If ‘civilian supremacy’ isn’t upheld soon, the Maoists will wage a “decisive struggle” against ‘military supremacy’ after Tihar because our comrades have realized that they are good at waging struggle and terrible at fixing the nation’s problems. If Sujata Koirala isn’t made deputy prime minister, her father and Nepali Congress President G P Koirala will most likely withdraw his blessing on the M K Nepal government, thus restarting the game of political musical chair. And if the budget isn’t passed by the parliament in two weeks from now, the country’s economy will freeze and there won’t be any disbursements for salary and pensions to civil servants. The future couldn’t be more promising! It’s amazing how after so many existing disasters, our leaders continue to come up with novel ideas to engineer newer and bigger disasters.
The political circus is no longer amusing. It has become unpalatable and disgusting.
Therefore, it’s time to tell the political parties that we do not expect anything from them.
It is time to rewrite the social contract since those in governance have deliberately chosen to forget that we pay them taxes so that they do for us what we cannot do as individuals –build roads; take care of our water and electricity needs; ensure the supply of fuel; make sure that we can draw our hard-earned money from banks; and protect us. Taxes have risen but service delivery is getting worse. A car owner today pays 50 percent more tax to the government than he did two years ago. But he is forced to drive on roads that have twice as many potholes as they did two years ago. Evidently, the social contract is not being honored.

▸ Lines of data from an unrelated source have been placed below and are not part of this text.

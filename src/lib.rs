//! # Zahlenmauer — Number-Pyramid Solver for Rust
//!
//! A solver for "Zahlenmauer" (number wall / number pyramid) puzzles: a
//! triangular arrangement of numbers in which every cell equals the sum of
//! the two cells directly beneath it.
//!
//! ## What does it solve?
//!
//! Given a pyramid where only some cells are known, the solver computes
//! which of the missing cells are *uniquely determined* by the structure
//! and the known values. Cells the constraints do not pin down stay
//! unknown; contradictory inputs are reported as having no solution.
//!
//! ```text
//!       14                 14
//!     ?    ?      →      8    6
//!   5    ?    3        5    3    3
//! ```
//!
//! **How it works:**
//!
//! 1. Every cell becomes a variable; every "cell = sum of the two below"
//!    relation and every known value becomes a linear equation.
//! 2. The augmented matrix is reduced to reduced row-echelon form (RREF)
//!    via Gauss–Jordan elimination with partial pivoting.
//! 3. Rows of the reduced matrix with exactly one nonzero coefficient pin
//!    one cell each; a `0 = 1` row means the puzzle is contradictory.
//!
//! ## Quick Start
//!
//! ```rust
//! use zahlenmauer_rs::prelude::*;
//!
//! // Row 0 is the top of the pyramid; `None` marks an unknown cell.
//! let wall = WallBuilder::new()
//!     .rows(3)
//!     .values(&[Some(14.0), None, None, Some(5.0), None, Some(3.0)])
//!     .build()?;
//!
//! let solution = wall.solve()?;
//! assert!(!solution.is_inconsistent());
//! assert_eq!(solution.values()[1], Some(8.0));
//! assert_eq!(solution.values()[2], Some(6.0));
//! assert_eq!(solution.values()[4], Some(3.0));
//! # Result::<(), WallError>::Ok(())
//! ```
//!
//! ### Text format
//!
//! The builder also accepts a line-oriented text form: one pyramid row per
//! line, cells comma-separated, `?` for an unknown cell.
//!
//! ```rust
//! use zahlenmauer_rs::prelude::*;
//!
//! let wall: Wall<f64> = Wall::from_text("14\n?,?\n5,?,3")?;
//! let solution = wall.solve()?;
//! assert_eq!(solution.values()[1], Some(8.0));
//! # Result::<(), WallError>::Ok(())
//! ```
//!
//! ### Pinning individual cells
//!
//! ```rust
//! use zahlenmauer_rs::prelude::*;
//!
//! let wall = WallBuilder::new()
//!     .rows(2)
//!     .known(1, 0, 4.0)
//!     .known(1, 1, 6.0)
//!     .build()?;
//!
//! let solution = wall.solve()?;
//! assert_eq!(solution.values()[0], Some(10.0));
//! # Result::<(), WallError>::Ok(())
//! ```
//!
//! ### Outcomes
//!
//! A solve distinguishes three situations:
//!
//! - **Determined cells** carry `Some(value)` in `WallSolution::values`.
//! - **Underdetermined cells** stay `None` — not an error.
//! - **Contradictory puzzles** (e.g. a cell that is not the sum of the two
//!   beneath it) set `WallSolution::is_inconsistent()`; values are empty.
//!
//! ```rust
//! use zahlenmauer_rs::prelude::*;
//!
//! // 10 is not 4 + 5: no assignment satisfies the pyramid.
//! let wall: Wall<f64> = Wall::from_text("10\n4,5")?;
//! assert!(wall.solve()?.is_inconsistent());
//! # Result::<(), WallError>::Ok(())
//! ```
//!
//! ## Minimal Usage (no_std / Embedded)
//!
//! The crate supports `no_std` environments (an allocator is required).
//! Disable default features to remove the standard library dependency:
//!
//! ```toml
//! [dependencies]
//! zahlenmauer-rs = { version = "0.1", default-features = false }
//! ```
//!
//! ## Parameters
//!
//! | Parameter         | Default | Description                                        |
//! |-------------------|---------|----------------------------------------------------|
//! | **rows**          | —       | Number of pyramid rows (required, at least 1)      |
//! | **values**        | all `?` | Full flat known-value array                        |
//! | **known**         | —       | Pin one `(row, col)` cell to a value               |
//! | **snap_exponent** | off     | Snap the reduced matrix to a `2^e` grid (`-4` = sixteenths) |
//!
//! ## References
//!
//! - Reduced row-echelon form via Gauss–Jordan elimination with partial
//!   pivoting; see any introductory linear-algebra text.

#![cfg_attr(not(feature = "std"), no_std)]
#![deny(missing_docs)]

#[cfg(not(feature = "std"))]
#[macro_use]
extern crate alloc;

// ============================================================================
// Internal Modules
// ============================================================================

// Layer 1: Primitives - data structures and basic utilities.
//
// Contains the crate error type (`WallError`) and the augmented-matrix
// storage the solving pipeline operates on.
mod primitives;

// Layer 2: Math - pure mathematical functions.
//
// Contains triangular pyramid geometry, the Gauss–Jordan reduction to
// reduced row-echelon form, and power-of-two value snapping.
mod math;

// Layer 3: Algorithms - puzzle-specific algorithms.
//
// Contains the constraint builder (pyramid structure + known cells →
// augmented matrix) and the solution extractor.
mod algorithms;

// Layer 4: Engine - orchestration and execution control.
//
// Contains input validation, the solve pipeline, and result assembly.
mod engine;

// Layer 5: Adapters - external exchange formats.
//
// Contains the line-oriented textual pyramid format.
mod adapters;

// High-level fluent API for pyramid solving.
//
// Provides the `WallBuilder` for configuring and solving pyramids.
mod api;

// ============================================================================
// Prelude
// ============================================================================

/// Standard solver prelude.
///
/// This module is intended to be wildcard-imported for convenient access
/// to the most commonly used types:
///
/// ```
/// use zahlenmauer_rs::prelude::*;
/// ```
pub mod prelude {
    pub use crate::api::{
        build_constraints, extract_solution, format_wall, reduce_to_rref, to_pyramid_shape,
        AugmentedMatrix, Solution, Wall, WallBuilder, WallError, WallInput, WallSolution,
    };
    pub use crate::math::geometry::{cell_count, flatten_index};
}

// ============================================================================
// Testing re-exports
// ============================================================================

/// Internal modules for development and testing.
///
/// This module re-exports internal modules for development and testing purposes.
/// It is only available with the `dev` feature enabled.
///
/// **Warning**: These are internal implementation details and may change without notice.
/// Do not use in production code.
#[cfg(feature = "dev")]
pub mod internals {
    /// Internal primitive types and utilities.
    pub mod primitives {
        pub use crate::primitives::*;
    }
    /// Internal math functions.
    pub mod math {
        pub use crate::math::*;
    }
    /// Internal core algorithms.
    pub mod algorithms {
        pub use crate::algorithms::*;
    }
    /// Internal execution engine.
    pub mod engine {
        pub use crate::engine::*;
    }
    /// Internal adapters.
    pub mod adapters {
        pub use crate::adapters::*;
    }
    /// Internal API.
    pub mod api {
        pub use crate::api::*;
    }
}
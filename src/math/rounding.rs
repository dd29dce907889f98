//! Snapping values to a power-of-two grid.
//!
//! ## Purpose
//!
//! This module snaps floating-point values to the nearest multiple of
//! `2^exponent`. Applied to a reduced matrix, it flushes elimination noise
//! to exact zeros so the extractor's nonzero scan sees clean coefficients.
//!
//! ## Design notes
//!
//! * **Formula**: `snap(v) = round(v / 2^e) * 2^e`. Powers of two keep the
//!   scaling itself exact in binary floating point.
//! * The solve pipeline applies snapping only when explicitly configured;
//!   the core reduction and extraction stay exact.

// External dependencies
use num_traits::Float;

// ============================================================================
// Snapping
// ============================================================================

/// Snap a single value to the nearest multiple of `2^exponent`.
#[inline]
pub fn snap_to_pow2<T: Float>(value: T, exponent: i32) -> T {
    let scale = T::from(2.0).unwrap().powi(exponent);
    (value / scale).round() * scale
}

/// Snap every value in the slice to the nearest multiple of `2^exponent`.
pub fn snap_slice<T: Float>(values: &mut [T], exponent: i32) {
    for value in values.iter_mut() {
        *value = snap_to_pow2(*value, exponent);
    }
}
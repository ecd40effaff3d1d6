use crate::pipeline::classifier::classify;
use crate::pipeline::extractor::{extract_fields, extract_timing_payload};
use crate::pipeline::pod_name::parse_pod_name;
use crate::types::{EnrichedRecord, LogType, RawLogLine, RecordMetadata};

/// Turn one raw line into its indexed document.
///
/// Never fails: anything that doesn't match is simply left out of the record,
/// and the original message is always carried through verbatim.
pub fn enrich(line: &RawLogLine, metadata: &RecordMetadata) -> EnrichedRecord {
    let identity = parse_pod_name(&line.pod_name);
    let log_type = classify(&line.message);
    let fields = extract_fields(&line.message);

    let timing = match log_type {
        Some(LogType::Timing) => extract_timing_payload(&line.message),
        _ => None,
    };

    EnrichedRecord {
        timestamp: line.timestamp.clone(),
        workflow_name: identity.workflow_name,
        task_name: identity.task_name,
        log_type,
        step_number: fields.step_number,
        duration_seconds: fields.duration_seconds,
        duration_minutes: fields.duration_seconds.map(|s| s / 60.0),
        timing,
        message: line.message.clone(),
        pod_name: line.pod_name.clone(),
        namespace: line.namespace.clone(),
        container: line.container.clone(),
        cluster: metadata.cluster.clone(),
        environment: metadata.environment.clone(),
        log_source: metadata.log_source.clone(),
    }
}
use crate::cli::OutputFormat;
use crate::pipeline;
use crate::stats::PipelineStats;
use crate::types::{EnrichedRecord, RawLogLine, RecordMetadata};
use crate::utils::workflow_color;
use crossterm::style::Stylize;
use std::io::Write;
use std::sync::Arc;
use tokio::sync::{Mutex, mpsc};

/// Render one record, without the trailing newline. `color` only affects the
/// pretty format.
pub fn format_record(
    record: &EnrichedRecord,
    format: OutputFormat,
    color: bool,
) -> anyhow::Result<String> {
    match format {
        OutputFormat::Json => Ok(serde_json::to_string(record)?),
        OutputFormat::Pretty => Ok(format_pretty(record, color)),
    }
}

fn format_pretty(record: &EnrichedRecord, color: bool) -> String {
    let workflow = record.workflow_name.as_deref().unwrap_or(&record.pod_name);
    let label = match &record.task_name {
        Some(task) => format!("[{}/{}]", workflow, task),
        None => format!("[{}]", workflow),
    };
    let prefix = if color {
        label.with(workflow_color(workflow)).to_string()
    } else {
        label
    };

    let mut tags = Vec::new();
    if let Some(t) = record.log_type {
        tags.push(t.to_string());
    }
    if let Some(step) = record.step_number {
        tags.push(format!("step={}", step));
    }
    if let Some(secs) = record.duration_seconds {
        tags.push(format!("duration={}s", secs));
    }

    if tags.is_empty() {
        format!("{} {}", prefix, record.message)
    } else {
        format!("{} ({}) {}", prefix, tags.join(" "), record.message)
    }
}

pub struct RecordWriter<W> {
    out: W,
    format: OutputFormat,
    color: bool,
}

impl<W: Write> RecordWriter<W> {
    pub fn new(out: W, format: OutputFormat, color: bool) -> Self {
        Self { out, format, color }
    }

    pub fn write(&mut self, record: &EnrichedRecord) -> anyhow::Result<()> {
        let line = format_record(record, self.format, self.color)?;
        writeln!(self.out, "{}", line)?;
        Ok(())
    }

    pub fn into_inner(self) -> W {
        self.out
    }
}

/// Single consumer: enrich each line in arrival order and write it out.
/// Runs until every sender is dropped, so nothing already queued is lost.
pub async fn run_writer<W: Write>(
    mut line_rx: mpsc::Receiver<RawLogLine>,
    metadata: RecordMetadata,
    mut writer: RecordWriter<W>,
    stats: Arc<Mutex<PipelineStats>>,
) -> anyhow::Result<RecordWriter<W>> {
    while let Some(line) = line_rx.recv().await {
        let record = pipeline::enrich(&line, &metadata);
        writer.write(&record)?;
        stats.lock().await.record(&record);
    }
    writer.out.flush()?;
    Ok(writer)
}
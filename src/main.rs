mod cli;
mod config;
mod kubernetes;
mod output;
mod pipeline;
mod stats;
mod stdin;
mod types;
mod utils;

use clap::Parser;
use std::io::IsTerminal;
use std::sync::Arc;
use tokio::sync::{Mutex, mpsc};
use tracing::{debug, error, info};

use cli::Cli;
use config::Settings;
use kubernetes::{PodFollower, TailContext, initialize_client};
use output::RecordWriter;
use stats::PipelineStats;
use stdin::PodAttribution;
use types::RawLogLine;

#[tokio::main]
async fn main() -> anyhow::Result<()> {
    let cli = Cli::parse();

    // stdout carries the records, so diagnostics always go to stderr
    let filter = if cli.verbose { "debug" } else { "info" };
    tracing_subscriber::fmt()
        .with_env_filter(
            tracing_subscriber::EnvFilter::try_from_default_env()
                .unwrap_or_else(|_| tracing_subscriber::EnvFilter::new(filter)),
        )
        .with_target(false)
        .with_writer(std::io::stderr)
        .init();

    let settings = Settings::load(&cli)?;
    debug!("Effective settings: {:?}", settings);

    let (line_tx, line_rx) = mpsc::channel::<RawLogLine>(cli.buffer_size);
    let stats = Arc::new(Mutex::new(PipelineStats::default()));

    let color = std::io::stdout().is_terminal();
    let writer = tokio::spawn(output::run_writer(
        line_rx,
        settings.metadata.clone(),
        RecordWriter::new(std::io::stdout(), cli.format, color),
        stats.clone(),
    ));

    // Both sources drop their senders on return, which lets the writer drain and stop.
    let source_result = if cli.stdin {
        run_stdin_mode(&cli, line_tx).await
    } else {
        run_cluster_mode(&cli, &settings, line_tx).await
    };
    writer.await??;

    stats.lock().await.log_summary();
    source_result
}

async fn run_stdin_mode(cli: &Cli, line_tx: mpsc::Sender<RawLogLine>) -> anyhow::Result<()> {
    let attribution = match (&cli.pod_name, cli.pod_prefix) {
        (Some(pod), _) => PodAttribution::Fixed(pod.clone()),
        (None, true) => PodAttribution::Prefixed,
        (None, false) => {
            anyhow::bail!("--stdin needs either --pod-name or --pod-prefix");
        }
    };

    info!("Reading log lines from stdin");
    tokio::select! {
        result = stdin::read_lines(tokio::io::stdin(), attribution, line_tx) => {
            result?;
        }
        _ = tokio::signal::ctrl_c() => {
            info!("Interrupted, stopping");
        }
    }
    Ok(())
}

async fn run_cluster_mode(
    cli: &Cli,
    settings: &Settings,
    line_tx: mpsc::Sender<RawLogLine>,
) -> anyhow::Result<()> {
    let client = initialize_client(cli.context.as_deref()).await?;
    let follower = PodFollower::new(TailContext {
        client,
        namespace: settings.namespace.clone(),
        container: settings.container.clone(),
        tx: line_tx,
        tail: cli.tail,
    });

    info!(
        "Following pods matching {} in namespace {}",
        settings.selector, settings.namespace
    );
    let result = tokio::select! {
        result = follower.watch(&settings.selector) => {
            if let Err(err) = &result {
                error!("Pod watcher stopped: {}", err);
            }
            result
        }
        _ = tokio::signal::ctrl_c() => {
            info!("Interrupted, stopping");
            Ok(())
        }
    };
    follower.shutdown().await;
    result
}
use regex::Regex;
use std::sync::LazyLock;

/// Workflow name up to and including the numeric generation counter.
static WORKFLOW_RE: LazyLock<Regex> =
    LazyLock::new(|| Regex::new(r"^([a-z0-9][a-z0-9.-]*?-[0-9]+)(?:-|$)").unwrap());

/// Task slug sitting between the counter and the trailing hex hash.
static TASK_RE: LazyLock<Regex> = LazyLock::new(|| {
    Regex::new(r"^[a-z0-9][a-z0-9.-]*?-[0-9]+-([a-z0-9][a-z0-9-]*?)-[0-9a-f]{5,}$").unwrap()
});

#[derive(Debug, Clone, Default, PartialEq, Eq)]
pub struct PodIdentity {
    pub workflow_name: Option<String>,
    pub task_name: Option<String>,
}

/// Split an Argo pod name of the form `<workflow>-<counter>-<task-slug>-<hash>`.
///
/// Pods that don't follow the convention (system pods, deployments) come back
/// with both fields unset.
pub fn parse_pod_name(pod_name: &str) -> PodIdentity {
    let workflow_name = WORKFLOW_RE
        .captures(pod_name)
        .and_then(|caps| caps.get(1))
        .map(|m| m.as_str().to_string());

    let task_name = TASK_RE
        .captures(pod_name)
        .and_then(|caps| caps.get(1))
        .map(|m| m.as_str().replace('-', " "));

    PodIdentity {
        workflow_name,
        task_name,
    }
}
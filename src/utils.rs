use chrono::{DateTime, FixedOffset};
use crossterm::style::Color;

/// Turn one `read_until(b'\n')` buffer into text. Invalid UTF-8 is replaced
/// rather than rejected so a bad byte never costs a record.
pub fn decode_line(buf: &[u8]) -> String {
    let buf = buf.strip_suffix(b"\n").unwrap_or(buf);
    let buf = buf.strip_suffix(b"\r").unwrap_or(buf);
    String::from_utf8_lossy(buf).into_owned()
}

/// Split the RFC 3339 prefix the kubelet adds when logs are requested with
/// `timestamps=true`. Returns the parsed time, the prefix as written, and the
/// message, or `None` if the line has no such prefix.
pub fn split_kubelet_timestamp(line: &str) -> Option<(DateTime<FixedOffset>, &str, &str)> {
    let (timestamp, message) = line.split_once(' ')?;
    let at = DateTime::parse_from_rfc3339(timestamp).ok()?;
    Some((at, timestamp, message))
}

/// Split a `<pod-name> <message>` line. A line with a single token is a pod
/// with an empty message.
pub fn split_pod_prefix(line: &str) -> Option<(&str, &str)> {
    let line = line.trim_start();
    if line.is_empty() {
        return None;
    }
    match line.split_once(char::is_whitespace) {
        Some((pod, message)) => Some((pod, message)),
        None => Some((line, "")),
    }
}

const WORKFLOW_PALETTE: [Color; 10] = [
    Color::Cyan,
    Color::Green,
    Color::Yellow,
    Color::Magenta,
    Color::Blue,
    Color::AnsiValue(208),
    Color::AnsiValue(141),
    Color::AnsiValue(114),
    Color::AnsiValue(75),
    Color::AnsiValue(203),
];

/// Color for a workflow's prefix in pretty output. FNV-1a keeps the choice
/// stable across runs, so a workflow looks the same in every terminal.
pub fn workflow_color(workflow: &str) -> Color {
    let hash = workflow
        .bytes()
        .fold(0xcbf2_9ce4_8422_2325_u64, |h, b| {
            (h ^ u64::from(b)).wrapping_mul(0x0100_0000_01b3)
        });
    WORKFLOW_PALETTE[(hash % WORKFLOW_PALETTE.len() as u64) as usize]
}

Time has come for all the politically-neutral citizens of Nepal to let go of the tiring pretense of having any hope on the political parties. So let’s make a fresh pledge. From now, the political parties needn’t pretend that they are working in our interest. They are free to continue with the shameless bickering for chair. We understand that if a naked man doesn’t have the sense to put his clothes on, the best thing a beholder can do to save him the blushes is look elsewhere. So we will look elsewhere, while you carry on with your shameless power games. We don’t care if Sujata Koirala is made deputy prime minister. We don’t give a damn if you produce 10 more Sujatas and let them have turns in becoming deputy prime minister. After all, it has stopped mattering to a common Nepali who becomes the deputy prime minister, or prime minister.
We will continue to pay you taxes, not because we want to, but because we know that if you don’t have the cash to support your unproductive and parasitic way of life, you will come to our homes to extort us. Therefore, we will continue to let you afford the life of irresponsibility, doublespeak, myopia and madness.
But there is a condition.
In exchange, you must leave us alone. You must not disturb us. Let us commute to office and back home without having to deal with your party workers and cadres who start burning tires for reasons we cannot understand. Let our children go to school without fearing that they might get stuck in the middle of the road for hours because some political party decides that the road belongs to it.
So, just leave us alone, and we won’t care what you do. Is that expecting too much from you?